Today I attended a workshop called "Access Your Personal Power". It's presented by a couple of friends of mine and I've attended this workshop before. There's a particular exercise they do called "validation". While the entire workshop is incredibly worthwhile, the validation exercise is my favorite part. They start by watching a short You Tube video http://www.youtube.com/watch?v=Cbk980jV7Ao
Then each person pairs up with someone they don't already know. You spend a minute just looking at each other, no talking, attempting to see all the good within them, and of course allowing them to look at you with the same objective. Remember I said I have done this a few times, but the 1st time was most definitely uncomfortable. Then one person tells the other the words that come to their mind as they see the good. After a few minutes, you switch and now the other person talks and lists the good seen while looking in the eyes of the 1st person. This might sound strange or quirky to some, definitely uncomfortable to others. But until you have experienced it, you can't imagine the impact it has, both as the giver and the receiver. So today, as we did this, one of the words said to me was "open". That put a huge smile in my heart. That word is not just a word for me. That word carries a whole lot of story and a whole lot of progress. Anyone who has read some of the earliest entries in my blog, or has known me for a long time, knows that in the past, I have not been an "open" person at all. Quite the opposite. The evolution of this blog has gone from a personal, closed, locked blog that only my children were allowed to view with their password, to a blog that anyone interested can read. The original purpose was so my children could learn who I really am. Something I failed to allow them to see. Perhaps "failed" is a harsh word and would be better to say I was simply unable to allow them to see who I really am, because I didn't even know myself.

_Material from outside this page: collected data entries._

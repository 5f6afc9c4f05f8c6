use chrono::{DateTime, NaiveDate, Utc};
use serde::{Deserialize, Serialize};
use utoipa::ToSchema;
use validator::Validate;

use crate::application::dto::profile::{
    AvatarDTO, AvatarDraftDTO, EntryDTO, EntryDraftDTO, EntryDraftsDTO, ProfileDTO, ProfileListDTO,
};
use crate::domain::entities::entry::{ContactData, EducationData, ExperienceData, LanguageData, SkillData};

// Entry schemas are shared by requests and responses. On input `id` names an
// existing entry to reuse; responses always carry it.

#[derive(Debug, Serialize, Deserialize, Validate, ToSchema)]
pub struct ContactSchema {
    #[serde(default, skip_serializing_if = "Option::is_none")]
    pub id: Option<String>,
    #[validate(length(min = 1, max = 64))]
    #[schema(example = "phone")]
    pub key: String,
    #[validate(length(min = 1, max = 255))]
    #[schema(example = "+62 811 0000 000")]
    pub value: String,
}

#[derive(Debug, Serialize, Deserialize, Validate, ToSchema)]
pub struct EducationSchema {
    #[serde(default, skip_serializing_if = "Option::is_none")]
    pub id: Option<String>,
    #[validate(length(min = 1, max = 255))]
    pub institution: String,
    pub degree: Option<String>,
    pub field_of_study: Option<String>,
    pub start_date: Option<NaiveDate>,
    pub end_date: Option<NaiveDate>,
    pub details: Option<String>,
}

#[derive(Debug, Serialize, Deserialize, Validate, ToSchema)]
pub struct ExperienceSchema {
    #[serde(default, skip_serializing_if = "Option::is_none")]
    pub id: Option<String>,
    #[validate(length(min = 1, max = 255))]
    pub company: String,
    #[validate(length(min = 1, max = 255))]
    pub position: String,
    pub location: Option<String>,
    pub start_date: Option<NaiveDate>,
    pub end_date: Option<NaiveDate>,
    pub details: Option<String>,
}

#[derive(Debug, Serialize, Deserialize, Validate, ToSchema)]
pub struct LanguageSchema {
    #[serde(default, skip_serializing_if = "Option::is_none")]
    pub id: Option<String>,
    #[validate(length(min = 1, max = 64))]
    #[schema(example = "English")]
    pub language: String,
    #[schema(example = "C1")]
    pub level: Option<String>,
    pub certificate: Option<String>,
    pub details: Option<String>,
}

#[derive(Debug, Serialize, Deserialize, Validate, ToSchema)]
pub struct SkillSchema {
    #[serde(default, skip_serializing_if = "Option::is_none")]
    pub id: Option<String>,
    #[validate(length(min = 1, max = 128))]
    #[schema(example = "Rust")]
    pub name: String,
    pub level: Option<String>,
    pub details: Option<String>,
}

#[derive(Debug, Serialize, Deserialize, Validate, ToSchema)]
pub struct AvatarSchema {
    #[serde(default, skip_serializing_if = "Option::is_none")]
    pub id: Option<String>,
    #[validate(length(min = 1, max = 2048))]
    #[schema(example = "https://cdn.example.com/avatars/jane.png")]
    pub url: String,
}

impl From<ContactSchema> for EntryDraftDTO<ContactData> {
    fn from(schema: ContactSchema) -> Self {
        Self {
            id: schema.id,
            data: ContactData {
                key: schema.key,
                value: schema.value,
            },
        }
    }
}

impl From<EntryDTO<ContactData>> for ContactSchema {
    fn from(dto: EntryDTO<ContactData>) -> Self {
        Self {
            id: Some(dto.id),
            key: dto.data.key,
            value: dto.data.value,
        }
    }
}

impl From<EducationSchema> for EntryDraftDTO<EducationData> {
    fn from(schema: EducationSchema) -> Self {
        Self {
            id: schema.id,
            data: EducationData {
                institution: schema.institution,
                degree: schema.degree,
                field_of_study: schema.field_of_study,
                start_date: schema.start_date,
                end_date: schema.end_date,
                details: schema.details,
            },
        }
    }
}

impl From<EntryDTO<EducationData>> for EducationSchema {
    fn from(dto: EntryDTO<EducationData>) -> Self {
        Self {
            id: Some(dto.id),
            institution: dto.data.institution,
            degree: dto.data.degree,
            field_of_study: dto.data.field_of_study,
            start_date: dto.data.start_date,
            end_date: dto.data.end_date,
            details: dto.data.details,
        }
    }
}

impl From<ExperienceSchema> for EntryDraftDTO<ExperienceData> {
    fn from(schema: ExperienceSchema) -> Self {
        Self {
            id: schema.id,
            data: ExperienceData {
                company: schema.company,
                position: schema.position,
                location: schema.location,
                start_date: schema.start_date,
                end_date: schema.end_date,
                details: schema.details,
            },
        }
    }
}

impl From<EntryDTO<ExperienceData>> for ExperienceSchema {
    fn from(dto: EntryDTO<ExperienceData>) -> Self {
        Self {
            id: Some(dto.id),
            company: dto.data.company,
            position: dto.data.position,
            location: dto.data.location,
            start_date: dto.data.start_date,
            end_date: dto.data.end_date,
            details: dto.data.details,
        }
    }
}

impl From<LanguageSchema> for EntryDraftDTO<LanguageData> {
    fn from(schema: LanguageSchema) -> Self {
        Self {
            id: schema.id,
            data: LanguageData {
                language: schema.language,
                level: schema.level,
                certificate: schema.certificate,
                details: schema.details,
            },
        }
    }
}

impl From<EntryDTO<LanguageData>> for LanguageSchema {
    fn from(dto: EntryDTO<LanguageData>) -> Self {
        Self {
            id: Some(dto.id),
            language: dto.data.language,
            level: dto.data.level,
            certificate: dto.data.certificate,
            details: dto.data.details,
        }
    }
}

impl From<SkillSchema> for EntryDraftDTO<SkillData> {
    fn from(schema: SkillSchema) -> Self {
        Self {
            id: schema.id,
            data: SkillData {
                name: schema.name,
                level: schema.level,
                details: schema.details,
            },
        }
    }
}

impl From<EntryDTO<SkillData>> for SkillSchema {
    fn from(dto: EntryDTO<SkillData>) -> Self {
        Self {
            id: Some(dto.id),
            name: dto.data.name,
            level: dto.data.level,
            details: dto.data.details,
        }
    }
}

impl From<AvatarSchema> for AvatarDraftDTO {
    fn from(schema: AvatarSchema) -> Self {
        Self {
            id: schema.id,
            url: schema.url,
        }
    }
}

impl From<AvatarDTO> for AvatarSchema {
    fn from(dto: AvatarDTO) -> Self {
        Self {
            id: Some(dto.id),
            url: dto.url,
        }
    }
}

fn into_drafts<S: Into<EntryDraftDTO<D>>, D>(items: Vec<S>) -> Vec<EntryDraftDTO<D>> {
    items.into_iter().map(Into::into).collect()
}

fn into_schemas<D, S: From<EntryDTO<D>>>(items: Vec<EntryDTO<D>>) -> Vec<S> {
    items.into_iter().map(S::from).collect()
}

/// Collections of a request body. Every list defaults to empty.
#[derive(Debug, Default, Deserialize, Validate, ToSchema)]
pub struct EntriesRequest {
    #[serde(default)]
    #[validate(nested)]
    pub contacts: Vec<ContactSchema>,
    #[serde(default)]
    #[validate(nested)]
    pub education: Vec<EducationSchema>,
    #[serde(default)]
    #[validate(nested)]
    pub experience: Vec<ExperienceSchema>,
    #[serde(default)]
    #[validate(nested)]
    pub languages: Vec<LanguageSchema>,
    #[serde(default)]
    #[validate(nested)]
    pub skills: Vec<SkillSchema>,
}

impl From<EntriesRequest> for EntryDraftsDTO {
    fn from(request: EntriesRequest) -> Self {
        Self {
            contacts: into_drafts(request.contacts),
            education: into_drafts(request.education),
            experience: into_drafts(request.experience),
            languages: into_drafts(request.languages),
            skills: into_drafts(request.skills),
        }
    }
}

#[derive(Debug, Deserialize, Validate, ToSchema)]
pub struct UpsertProfileRequest {
    #[validate(length(min = 1, max = 100, message = "Profile name must be 1-100 characters"))]
    #[schema(example = "backend-cv")]
    pub name: String,
    pub summary: Option<String>,
    pub details: Option<String>,
    #[validate(nested)]
    pub avatar: Option<AvatarSchema>,
    #[serde(flatten)]
    #[validate(nested)]
    pub entries: EntriesRequest,
}

/// Partial update. Empty or missing scalars keep their stored value.
#[derive(Debug, Deserialize, Validate, ToSchema)]
pub struct ModifyProfileRequest {
    #[validate(length(max = 100, message = "Profile name must be at most 100 characters"))]
    pub name: Option<String>,
    pub summary: Option<String>,
    pub details: Option<String>,
    #[validate(nested)]
    pub avatar: Option<AvatarSchema>,
    #[serde(flatten)]
    #[validate(nested)]
    pub entries: EntriesRequest,
}

#[derive(Debug, Serialize, ToSchema)]
pub struct ProfileResponse {
    pub id: String,
    pub name: String,
    pub summary: Option<String>,
    pub details: Option<String>,
    pub avatar: Option<AvatarSchema>,
    pub contacts: Vec<ContactSchema>,
    pub education: Vec<EducationSchema>,
    pub experience: Vec<ExperienceSchema>,
    pub languages: Vec<LanguageSchema>,
    pub skills: Vec<SkillSchema>,
    pub created_at: DateTime<Utc>,
    pub updated_at: DateTime<Utc>,
}

impl From<ProfileDTO> for ProfileResponse {
    fn from(dto: ProfileDTO) -> Self {
        Self {
            id: dto.id,
            name: dto.name,
            summary: dto.summary,
            details: dto.details,
            avatar: dto.avatar.map(AvatarSchema::from),
            contacts: into_schemas(dto.contacts),
            education: into_schemas(dto.education),
            experience: into_schemas(dto.experience),
            languages: into_schemas(dto.languages),
            skills: into_schemas(dto.skills),
            created_at: dto.created_at,
            updated_at: dto.updated_at,
        }
    }
}

#[derive(Debug, Serialize, ToSchema)]
pub struct ProfileListResponse {
    pub items: Vec<ProfileResponse>,
    pub total: i64,
    pub offset: i64,
    pub limit: i64,
}

impl From<ProfileListDTO> for ProfileListResponse {
    fn from(dto: ProfileListDTO) -> Self {
        Self {
            items: dto.items.into_iter().map(ProfileResponse::from).collect(),
            total: dto.total,
            offset: dto.offset,
            limit: dto.limit,
        }
    }
}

The 1st time I attended this workshop, I sat through the whole thing very hesitant to speak up or interact. That was very typical of me, not feeling like anything I had to say would be of any worth to anyone. Of course there are "stories" and experiences that have contributed to those feelings. I don't feel that a public blog is the appropriate forum to be specific about those "stories", and would certainly not serve any worthwhile purpose to do so. But I have gotten to a place where I can be very open about those things if I feel it is appropriate and would serve a purpose. In the last few years, I have been involved in counseling and therapy, along with attending workshops of this kind. I have discovered some great things about myself and yes have most definitely opened up.

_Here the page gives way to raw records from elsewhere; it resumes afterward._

use crate::{
    adapter::http::middleware::extractor::AuthUser,
    application::{
        app_error::{AppError, AppResult},
        interactors::auth::AuthenticateInteractor,
    },
};
use axum::{
    extract::Request,
    http::header::AUTHORIZATION,
    middleware::Next,
    response::Response,
};

pub async fn auth_middleware(
    interactor: AuthenticateInteractor,
    mut request: Request,
    next: Next,
) -> AppResult<Response> {
    let token = extract_bearer_token(&request)?.to_owned();
    let authenticated = interactor.execute(&token).await?;
    request.extensions_mut().insert(AuthUser {
        user_id: authenticated.user_id,
    });

    Ok(next.run(request).await)
}

fn extract_bearer_token(request: &Request) -> AppResult<&str> {
    let header = request
        .headers()
        .get(AUTHORIZATION)
        .and_then(|v| v.to_str().ok())
        .ok_or(AppError::InvalidToken)?;

    let (scheme, token) = header.trim().split_once(' ').ok_or(AppError::InvalidToken)?;
    if !scheme.eq_ignore_ascii_case("bearer") || token.trim().is_empty() {
        return Err(AppError::InvalidToken);
    }
    Ok(token.trim())
}

#[cfg(test)]
mod tests {
    use axum::body::Body;
    use axum::extract::Request;
    use rstest::rstest;

    use super::extract_bearer_token;

    fn request_with(header: Option<&str>) -> Request {
        let mut builder = Request::builder().uri("/profile/");
        if let Some(value) = header {
            builder = builder.header("Authorization", value);
        }
        builder.body(Body::empty()).unwrap()
    }

    #[rstest]
    #[case("Bearer abc.def.ghi")]
    #[case("bearer abc.def.ghi")]
    #[case("Bearer   abc.def.ghi ")]
    fn test_bearer_token_extracted(#[case] header: &str) {
        let request = request_with(Some(header));
        assert_eq!(extract_bearer_token(&request).unwrap(), "abc.def.ghi");
    }

    #[rstest]
    #[case(None)]
    #[case(Some("abc.def.ghi"))]
    #[case(Some("Basic dXNlcjpwYXNz"))]
    #[case(Some("Bearer "))]
    fn test_bearer_token_missing(#[case] header: Option<&str>) {
        let request = request_with(header);
        assert!(extract_bearer_token(&request).is_err());
    }
}
use async_trait::async_trait;

use crate::application::app_error::AppResult;

/// Identity asserted by an external provider after its token was verified.
#[derive(Debug, Clone)]
pub struct VerifiedIdentity {
    pub sub: String,
    pub email: Option<String>,
}

#[async_trait]
pub trait IdentityVerifier: Send + Sync {
    async fn verify(&self, credential: &str) -> AppResult<VerifiedIdentity>;
}
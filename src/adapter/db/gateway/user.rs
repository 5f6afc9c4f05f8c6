use async_trait::async_trait;
use futures::FutureExt;
use sqlx::Row;
use sqlx::postgres::PgRow;
use uuid::Uuid;

use crate::adapter::db::session::SqlxSession;
use crate::application::app_error::{AppError, AppResult};
use crate::application::interface::gateway::user::{UserReader, UserWriter};
use crate::domain::entities::id::Id;
use crate::domain::entities::user::{AuthProvider, User};

#[derive(Clone)]
pub struct UserGateway {
    session: SqlxSession,
}

impl UserGateway {
    pub fn new(session: SqlxSession) -> Self {
        Self { session }
    }

    fn find_user(result: Option<PgRow>) -> AppResult<Option<User>> {
        match result {
            Some(row) => {
                let auth_provider: String = row.try_get("auth_provider")?;
                Ok(Some(User {
                    id: Id::new(row.try_get("id")?),
                    email: row.try_get("email")?,
                    sub: row.try_get("sub")?,
                    nik: row.try_get("nik")?,
                    auth_provider: auth_provider.parse::<AuthProvider>()?,
                    created_at: row.try_get("created_at")?,
                    updated_at: row.try_get("updated_at")?,
                }))
            }
            None => Ok(None),
        }
    }
}

#[async_trait]
impl UserWriter for UserGateway {
    async fn insert(&self, user: User) -> AppResult<Id<User>> {
        self.session
            .with_tx(|tx| {
                let user = user.clone();
                async move {
                    let result = sqlx::query(
                        r#"
                            INSERT INTO users
                                (id, email, sub, nik, auth_provider, created_at, updated_at)
                            VALUES
                                ($1, $2, $3, $4, $5, $6, $7)
                            ON CONFLICT (email) DO NOTHING
                            RETURNING
                                id
                        "#,
                    )
                    .bind(user.id.value)
                    .bind(&user.email)
                    .bind(&user.sub)
                    .bind(&user.nik)
                    .bind(user.auth_provider.as_str())
                    .bind(user.created_at)
                    .bind(user.updated_at)
                    .fetch_optional(tx.as_mut())
                    .await?;
                    // No row back means a concurrent sign-in registered this email first.
                    let row = result.ok_or(AppError::UserAlreadyExists)?;
                    let id: Uuid = row.try_get("id")?;
                    Ok(Id::new(id))
                }
                .boxed()
            })
            .await
    }
}

#[async_trait]
impl UserReader for UserGateway {
    async fn find_by_email(&self, email: &str) -> AppResult<Option<User>> {
        self.session
            .with_tx(|tx| {
                let email = email.to_owned();
                async move {
                    let result = sqlx::query(
                        r#"
                            SELECT
                                id, email, sub, nik, auth_provider, created_at, updated_at
                            FROM
                                users
                            WHERE email = $1
                        "#,
                    )
                    .bind(&email)
                    .fetch_optional(tx.as_mut())
                    .await?;

                    Self::find_user(result)
                }
                .boxed()
            })
            .await
    }

    async fn find_by_id(&self, user_id: &Id<User>) -> AppResult<Option<User>> {
        self.session
            .with_tx(|tx| {
                let user_id = user_id.value;
                async move {
                    let result = sqlx::query(
                        r#"
                            SELECT
                                id, email, sub, nik, auth_provider, created_at, updated_at
                            FROM
                                users
                            WHERE id = $1
                        "#,
                    )
                    .bind(user_id)
                    .fetch_optional(tx.as_mut())
                    .await?;

                    Self::find_user(result)
                }
                .boxed()
            })
            .await
    }
}
pub mod jwt;
use crate::application::app_error::AppError;
use std::fmt;
use std::hash::{Hash, Hasher};
use std::marker::PhantomData;
use std::str::FromStr;
use uuid::Uuid;

/// Entity identifier tagged with the entity it belongs to.
pub struct Id<T> {
    pub value: Uuid,
    _marker: PhantomData<T>,
}

impl<T> Id<T> {
    pub fn new(value: Uuid) -> Self {
        Self {
            value,
            _marker: PhantomData,
        }
    }

    pub fn generate() -> Id<T> {
        Id::new(Uuid::now_v7())
    }
}

// Manual impls: derives would put bounds on the phantom type.
impl<T> Clone for Id<T> {
    fn clone(&self) -> Self {
        Id::new(self.value)
    }
}

impl<T> fmt::Debug for Id<T> {
    fn fmt(&self, f: &mut fmt::Formatter<'_>) -> fmt::Result {
        f.debug_tuple("Id").field(&self.value).finish()
    }
}

impl<T> fmt::Display for Id<T> {
    fn fmt(&self, f: &mut fmt::Formatter<'_>) -> fmt::Result {
        self.value.fmt(f)
    }
}

impl<T> PartialEq for Id<T> {
    fn eq(&self, other: &Self) -> bool {
        self.value == other.value
    }
}

impl<T> Eq for Id<T> {}

impl<T> Hash for Id<T> {
    fn hash<H: Hasher>(&self, state: &mut H) {
        self.value.hash(state);
    }
}

impl<T> TryFrom<String> for Id<T> {
    type Error = AppError;

    fn try_from(value: String) -> Result<Self, Self::Error> {
        let uuid = Uuid::from_str(&value).map_err(|e| AppError::InvalidId(format!("Invalid UUID: {}", e)))?;
        Ok(Id::new(uuid))
    }
}

#[cfg(test)]
mod tests {
    use crate::domain::entities::id::Id;
    use std::collections::HashSet;
    use uuid::Uuid;

    struct TestEntity;

    #[test]
    fn test_id_new() {
        let uuid = Uuid::now_v7();
        let id: Id<TestEntity> = Id::new(uuid);
        assert_eq!(id.value, uuid)
    }

    #[test]
    fn test_id_generate() {
        let id1: Id<TestEntity> = Id::generate();
        let id2: Id<TestEntity> = Id::generate();
        assert_ne!(id1, id2);
    }

    #[test]
    fn test_id_try_from_valid_uuid() {
        let uuid = Uuid::now_v7();
        let id: Id<TestEntity> = uuid.to_string().try_into().unwrap();
        assert_eq!(id.value, uuid);
    }

    #[test]
    fn test_id_try_from_invalid_uuid() {
        let result: Result<Id<TestEntity>, _> = "invalid".to_owned().try_into();
        assert!(result.is_err());
    }

    #[test]
    fn test_id_clone_without_clone_entity() {
        let id: Id<TestEntity> = Id::generate();
        let cloned_id = id.clone();
        assert_eq!(id, cloned_id);
    }

    #[test]
    fn test_id_hash_dedup() {
        let id: Id<TestEntity> = Id::generate();
        let set: HashSet<Id<TestEntity>> = [id.clone(), id.clone(), Id::generate()].into_iter().collect();
        assert_eq!(set.len(), 2);
    }

    #[test]
    fn test_id_display() {
        let uuid = Uuid::now_v7();
        let id: Id<TestEntity> = Id::new(uuid);
        assert_eq!(id.to_string(), uuid.to_string());
    }
}
pub mod auth;
pub mod extractor;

A couple other words that were used as my partner looked at me in this validation exercise were "calm" and "peace". I have to say that the experiences I have gone through in my past and am currently going through would not typically be described as peaceful or calming. Quite the opposite. I do feel an inner peace and calm though. Having that show through to others is heart warming. I have come to an understanding that pain (of all types) is real and we can't escape it, non of us can. Pain in this life is not optional. Suffering on the other hand is. We can choose how that pain will effect us. I don't mean to imply that I have perfected the art of "peace" and "calm". There are plenty of days that I don't feel that way at all. It is my goal though and to have others see that in me is an indication that some how, in some way I am beginning to learn to access my own personal power.